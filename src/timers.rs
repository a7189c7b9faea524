// SPDX-License-Identifier: Apache-2.0 OR MIT
//! Protocol timer management.
//!
//! Handlers never sleep; they return [`TimerRequest`]s and cancellations,
//! and the timer manager delivers expiries back as events. The store keeps a
//! binary heap of deadlines plus an armed-set for lazy cancellation: a
//! cancelled or replaced timer stays in the heap and is discarded when it
//! surfaces.
//!
//! Scheduling a timer that is already armed without `replace_existing` is a
//! programming error under the cancel-before-reschedule discipline and is
//! reported instead of silently racing.

use std::cmp::Ordering;
use std::collections::{BinaryHeap, HashMap};
use std::net::Ipv4Addr;
use std::time::Instant;

use tokio::sync::mpsc;
use tokio::time::{sleep, Duration};

use crate::logging::{Facility, Logger};
use crate::{log_debug, log_info, log_warning};
use crate::{InterfaceId, ProtocolError, SourceGroupPair};

/// Types of timers used by the engine, keyed by the state they belong to
#[derive(Debug, Clone, PartialEq, Eq, Hash)]
pub enum TimerType {
    /// Periodic Hello transmission
    Hello { interface: InterfaceId },
    /// Randomized triggered Hello (interface up, new neighbor, restart)
    TriggeredHello { interface: InterfaceId },
    /// Neighbor liveness expiry
    NeighborExpiry {
        interface: InterfaceId,
        neighbor: Ipv4Addr,
    },
    /// Replay of the last State-Refresh after a neighbor restart; ordered
    /// strictly after the triggered Hello
    RefreshReplay {
        interface: InterfaceId,
        sg: SourceGroupPair,
    },
    /// Downstream prune-pending delay
    PrunePending {
        interface: InterfaceId,
        sg: SourceGroupPair,
    },
    /// Downstream Pruned state lifetime
    PruneExpiry {
        interface: InterfaceId,
        sg: SourceGroupPair,
    },
    /// Prune rate limit (downstream RPF-failure prunes and upstream t_limit)
    PruneLimit {
        interface: InterfaceId,
        sg: SourceGroupPair,
    },
    /// Graft retransmission until a GraftAck arrives
    GraftRetry { sg: SourceGroupPair },
    /// Join-override window after overhearing a Prune on shared media
    Override { sg: SourceGroupPair },
    /// Assert state lifetime
    Assert {
        interface: InterfaceId,
        sg: SourceGroupPair,
    },
    /// Originator keepalive for a directly attached source
    SourceActive { sg: SourceGroupPair },
    /// Periodic State-Refresh generation
    StateRefresh { sg: SourceGroupPair },
    /// Periodic RPF re-resolution sweep
    RpfCheck,
}

/// Request to schedule a timer
#[derive(Debug, Clone)]
pub struct TimerRequest {
    /// Type of timer (also its identity for replace/cancel)
    pub timer_type: TimerType,
    /// When the timer should fire
    pub fire_at: Instant,
    /// Whether this replaces any armed timer of the same type
    pub replace_existing: bool,
}

#[derive(Debug, Clone)]
struct ScheduledTimer {
    fire_at: Instant,
    timer_type: TimerType,
}

impl PartialEq for ScheduledTimer {
    fn eq(&self, other: &Self) -> bool {
        self.fire_at == other.fire_at && self.timer_type == other.timer_type
    }
}

impl Eq for ScheduledTimer {}

impl PartialOrd for ScheduledTimer {
    fn partial_cmp(&self, other: &Self) -> Option<Ordering> {
        Some(self.cmp(other))
    }
}

impl Ord for ScheduledTimer {
    fn cmp(&self, other: &Self) -> Ordering {
        self.fire_at.cmp(&other.fire_at)
    }
}

/// Pure timer bookkeeping: heap of deadlines plus the armed set. Usable
/// directly in tests to drive deterministic time.
#[derive(Debug, Default)]
pub struct TimerStore {
    heap: BinaryHeap<std::cmp::Reverse<ScheduledTimer>>,
    armed: HashMap<TimerType, Instant>,
}

impl TimerStore {
    /// Create an empty store
    pub fn new() -> Self {
        Self::default()
    }

    /// Arm a timer. Double-arming without `replace_existing` violates the
    /// cancel-before-reschedule discipline and is rejected.
    pub fn schedule(&mut self, request: TimerRequest) -> Result<(), ProtocolError> {
        if !request.replace_existing && self.armed.contains_key(&request.timer_type) {
            return Err(ProtocolError::InvariantViolation(format!(
                "timer {:?} armed twice without replace",
                request.timer_type
            )));
        }
        self.armed.insert(request.timer_type.clone(), request.fire_at);
        self.heap.push(std::cmp::Reverse(ScheduledTimer {
            fire_at: request.fire_at,
            timer_type: request.timer_type,
        }));
        Ok(())
    }

    /// Disarm a timer; a later heap pop of a stale entry is discarded.
    /// Cancelling an unarmed timer is a no-op.
    pub fn cancel(&mut self, timer_type: &TimerType) {
        self.armed.remove(timer_type);
    }

    /// Whether a timer of this type is currently armed
    pub fn is_armed(&self, timer_type: &TimerType) -> bool {
        self.armed.contains_key(timer_type)
    }

    /// Deadline of the next live timer, if any
    pub fn next_deadline(&mut self) -> Option<Instant> {
        loop {
            let head = self.heap.peek()?.0.clone();
            match self.armed.get(&head.timer_type) {
                Some(at) if *at == head.fire_at => return Some(head.fire_at),
                _ => {
                    // Stale entry from a cancel or replace
                    self.heap.pop();
                }
            }
        }
    }

    /// Pop every timer due at or before `now`, in deadline order
    pub fn due(&mut self, now: Instant) -> Vec<TimerType> {
        let mut fired = Vec::new();
        while let Some(deadline) = self.next_deadline() {
            if deadline > now {
                break;
            }
            let timer = self.heap.pop().expect("next_deadline saw a head").0;
            self.armed.remove(&timer.timer_type);
            fired.push(timer.timer_type);
        }
        fired
    }

    /// Number of live (armed) timers
    pub fn armed_count(&self) -> usize {
        self.armed.len()
    }
}

/// Commands accepted by the async timer manager
#[derive(Debug)]
pub enum TimerCommand {
    /// Arm a timer
    Schedule(TimerRequest),
    /// Disarm a timer
    Cancel(TimerType),
}

/// Async timer manager: owns a [`TimerStore`], accepts commands, and
/// delivers expiries over a channel in deadline order.
pub struct TimerManager {
    store: TimerStore,
    command_rx: mpsc::Receiver<TimerCommand>,
    expiry_tx: mpsc::Sender<TimerType>,
    logger: Logger,
}

impl TimerManager {
    /// Create a new timer manager
    pub fn new(
        command_rx: mpsc::Receiver<TimerCommand>,
        expiry_tx: mpsc::Sender<TimerType>,
        logger: Logger,
    ) -> Self {
        Self {
            store: TimerStore::new(),
            command_rx,
            expiry_tx,
            logger,
        }
    }

    /// Run the timer management loop until the command channel closes
    pub async fn run(mut self) {
        log_info!(self.logger, Facility::Timer, "timer manager started");

        loop {
            // tokio's clock, so paused-clock tests drive this loop
            let now = tokio::time::Instant::now().into_std();
            let sleep_duration = match self.store.next_deadline() {
                Some(deadline) => deadline.saturating_duration_since(now),
                None => Duration::from_secs(3600),
            };

            tokio::select! {
                _ = sleep(sleep_duration) => {
                    let now = tokio::time::Instant::now().into_std();
                    for timer_type in self.store.due(now) {
                        log_debug!(
                            self.logger,
                            Facility::Timer,
                            "timer expired: {:?}",
                            timer_type
                        );
                        if self.expiry_tx.send(timer_type).await.is_err() {
                            log_warning!(
                                self.logger,
                                Facility::Timer,
                                "expiry channel closed, timer manager exiting"
                            );
                            return;
                        }
                    }
                }

                command = self.command_rx.recv() => {
                    match command {
                        Some(TimerCommand::Schedule(request)) => {
                            if let Err(e) = self.store.schedule(request) {
                                log_warning!(self.logger, Facility::Timer, "{}", e);
                            }
                        }
                        Some(TimerCommand::Cancel(timer_type)) => {
                            self.store.cancel(&timer_type);
                        }
                        None => {
                            log_info!(
                                self.logger,
                                Facility::Timer,
                                "command channel closed, timer manager exiting"
                            );
                            return;
                        }
                    }
                }
            }
        }
    }
}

# # # #

ABOUT THIS TASK.
Copy the data word for word.

SOLUTION TO THE EXERCISE.
filename src/timers.rs
repository a7189c7b9faea524
// SPDX-License-Identifier: Apache-2.0 OR MIT
//! Protocol timer management.
//!
//! Handlers never sleep; they return [`TimerRequest`]s and cancellations,
//! and the timer manager delivers expiries back as events. The store keeps a
//! binary heap of deadlines plus an armed-set for lazy cancellation: a
//! cancelled or replaced timer stays in the heap and is discarded when it
//! surfaces.
//!
//! Scheduling a timer that is already armed without `replace_existing` is a
//! programming error under the cancel-before-reschedule discipline and is
//! reported instead of silently racing.

use std::cmp::Ordering;
use std::collections::{BinaryHeap, HashMap};
use std::net::Ipv4Addr;
use std::time::Instant;

use tokio::sync::mpsc;
use tokio::time::{sleep, Duration};

use crate::logging::{Facility, Logger};
use crate::{log_debug, log_info, log_warning};
use crate::{InterfaceId, ProtocolError, SourceGroupPair};

/// Types of timers used by the engine, keyed by the state they belong to
#[derive(Debug, Clone, PartialEq, Eq, Hash)]
pub enum TimerType {
    /// Periodic Hello transmission
    Hello { interface: InterfaceId },
    /// Randomized triggered Hello (interface up, new neighbor, restart)
    TriggeredHello { interface: InterfaceId },
    /// Neighbor liveness expiry
    NeighborExpiry {
        interface: InterfaceId,
        neighbor: Ipv4Addr,
    },
    /// Replay of the last State-Refresh after a neighbor restart; ordered
    /// strictly after the triggered Hello
    RefreshReplay {
        interface: InterfaceId,
        sg: SourceGroupPair,
    },
    /// Downstream prune-pending delay
    PrunePending {
        interface: InterfaceId,
        sg: SourceGroupPair,
    },
    /// Downstream Pruned state lifetime
    PruneExpiry {
        interface: InterfaceId,
        sg: SourceGroupPair,
    },
    /// Prune rate limit (downstream RPF-failure prunes and upstream t_limit)
    PruneLimit {
        interface: InterfaceId,
        sg: SourceGroupPair,
    },
    /// Graft retransmission until a GraftAck arrives
    GraftRetry { sg: SourceGroupPair },
    /// Join-override window after overhearing a Prune on shared media
    Override { sg: SourceGroupPair },
    /// Assert state lifetime
    Assert {
        interface: InterfaceId,
        sg: SourceGroupPair,
    },
    /// Originator keepalive for a directly attached source
    SourceActive { sg: SourceGroupPair },
    /// Periodic State-Refresh generation
    StateRefresh { sg: SourceGroupPair },
    /// Periodic RPF re-resolution sweep
    RpfCheck,
}

/// Request to schedule a timer
#[derive(Debug, Clone)]
pub struct TimerRequest {
    /// Type of timer (also its identity for replace/cancel)
    pub timer_type: TimerType,
    /// When the timer should fire
    pub fire_at: Instant,
    /// Whether this replaces any armed timer of the same type
    pub replace_existing: bool,
}

#[derive(Debug, Clone)]
struct ScheduledTimer {
    fire_at: Instant,
    timer_type: TimerType,
}

impl PartialEq for ScheduledTimer {
    fn eq(&self, other: &Self) -> bool {
        self.fire_at == other.fire_at && self.timer_type == other.timer_type
    }
}

impl Eq for ScheduledTimer {}

impl PartialOrd for ScheduledTimer {
    fn partial_cmp(&self, other: &Self) -> Option<Ordering> {
        Some(self.cmp(other))
    }
}

impl Ord for ScheduledTimer {
    fn cmp(&self, other: &Self) -> Ordering {
        self.fire_at.cmp(&other.fire_at)
    }
}

/// Pure timer bookkeeping: heap of deadlines plus the armed set. Usable
/// directly in tests to drive deterministic time.
#[derive(Debug, Default)]
pub struct TimerStore {
    heap: BinaryHeap<std::cmp::Reverse<ScheduledTimer>>,
    armed: HashMap<TimerType, Instant>,
}

impl TimerStore {
    /// Create an empty store
    pub fn new() -> Self {
        Self::default()
    }

    /// Arm a timer. Double-arming without `replace_existing` violates the
    /// cancel-before-reschedule discipline and is rejected.
    pub fn schedule(&mut self, request: TimerRequest) -> Result<(), ProtocolError> {
        if !request.replace_existing && self.armed.contains_key(&request.timer_type) {
            return Err(ProtocolError::InvariantViolation(format!(
                "timer {:?} armed twice without replace",
                request.timer_type
            )));
        }
        self.armed.insert(request.timer_type.clone(), request.fire_at);
        self.heap.push(std::cmp::Reverse(ScheduledTimer {
            fire_at: request.fire_at,
            timer_type: request.timer_type,
        }));
        Ok(())
    }

    /// Disarm a timer; a later heap pop of a stale entry is discarded.
    /// Cancelling an unarmed timer is a no-op.
    pub fn cancel(&mut self, timer_type: &TimerType) {
        self.armed.remove(timer_type);
    }

    /// Whether a timer of this type is currently armed
    pub fn is_armed(&self, timer_type: &TimerType) -> bool {
        self.armed.contains_key(timer_type)
    }

    /// Deadline of the next live timer, if any
    pub fn next_deadline(&mut self) -> Option<Instant> {
        loop {
            let head = self.heap.peek()?.0.clone();
            match self.armed.get(&head.timer_type) {
                Some(at) if *at == head.fire_at => return Some(head.fire_at),
                _ => {
                    // Stale entry from a cancel or replace
                    self.heap.pop();
                }
            }
        }
    }

    /// Pop every timer due at or before `now`, in deadline order
    pub fn due(&mut self, now: Instant) -> Vec<TimerType> {
        let mut fired = Vec::new();
        while let Some(deadline) = self.next_deadline() {
            if deadline > now {
                break;
            }
            let timer = self.heap.pop().expect("next_deadline saw a head").0;
            self.armed.remove(&timer.timer_type);
            fired.push(timer.timer_type);
        }
        fired
    }

    /// Number of live (armed) timers
    pub fn armed_count(&self) -> usize {
        self.armed.len()
    }
}

/// Commands accepted by the async timer manager
#[derive(Debug)]
pub enum TimerCommand {
    /// Arm a timer
    Schedule(TimerRequest),
    /// Disarm a timer
    Cancel(TimerType),
}

/// Async timer manager: owns a [`TimerStore`], accepts commands, and
/// delivers expiries over a channel in deadline order.
pub struct TimerManager {
    store: TimerStore,
    command_rx: mpsc::Receiver<TimerCommand>,
    expiry_tx: mpsc::Sender<TimerType>,
    logger: Logger,
}

impl TimerManager {
    /// Create a new timer manager
    pub fn new(
        command_rx: mpsc::Receiver<TimerCommand>,
        expiry_tx: mpsc::Sender<TimerType>,
        logger: Logger,
    ) -> Self {
        Self {
            store: TimerStore::new(),
            command_rx,
            expiry_tx,
            logger,
        }
    }

    /// Run the timer management loop until the command channel closes
    pub async fn run(mut self) {
        log_info!(self.logger, Facility::Timer, "timer manager started");

        loop {
            // tokio's clock, so paused-clock tests drive this loop
            let now = tokio::time::Instant::now().into_std();
            let sleep_duration = match self.store.next_deadline() {
                Some(deadline) => deadline.saturating_duration_since(now),
                None => Duration::from_secs(3600),
            };

            tokio::select! {
                _ = sleep(sleep_duration) => {
                    let now = tokio::time::Instant::now().into_std();
                    for timer_type in self.store.due(now) {
                        log_debug!(
                            self.logger,
                            Facility::Timer,
                            "timer expired: {:?}",
                            timer_type
                        );
                        if self.expiry_tx.send(timer_type).await.is_err() {
                            log_warning!(
                                self.logger,
                                Facility::Timer,
                                "expiry channel closed, timer manager exiting"
                            );
                            return;
                        }
                    }
                }

                command = self.command_rx.recv() => {
                    match command {
                        Some(TimerCommand::Schedule(request)) => {
                            if let Err(e) = self.store.schedule(request) {
                                log_warning!(self.logger, Facility::Timer, "{}", e);
                            }
                        }
                        Some(TimerCommand::Cancel(timer_type)) => {
                            self.store.cancel(&timer_type);
                        }
                        None => {
                            log_info!(
                                self.logger,
                                Facility::Timer,
                                "command channel closed, timer manager exiting"
                            );
                            return;
                        }
                    }
                }
            }
        }
    }
}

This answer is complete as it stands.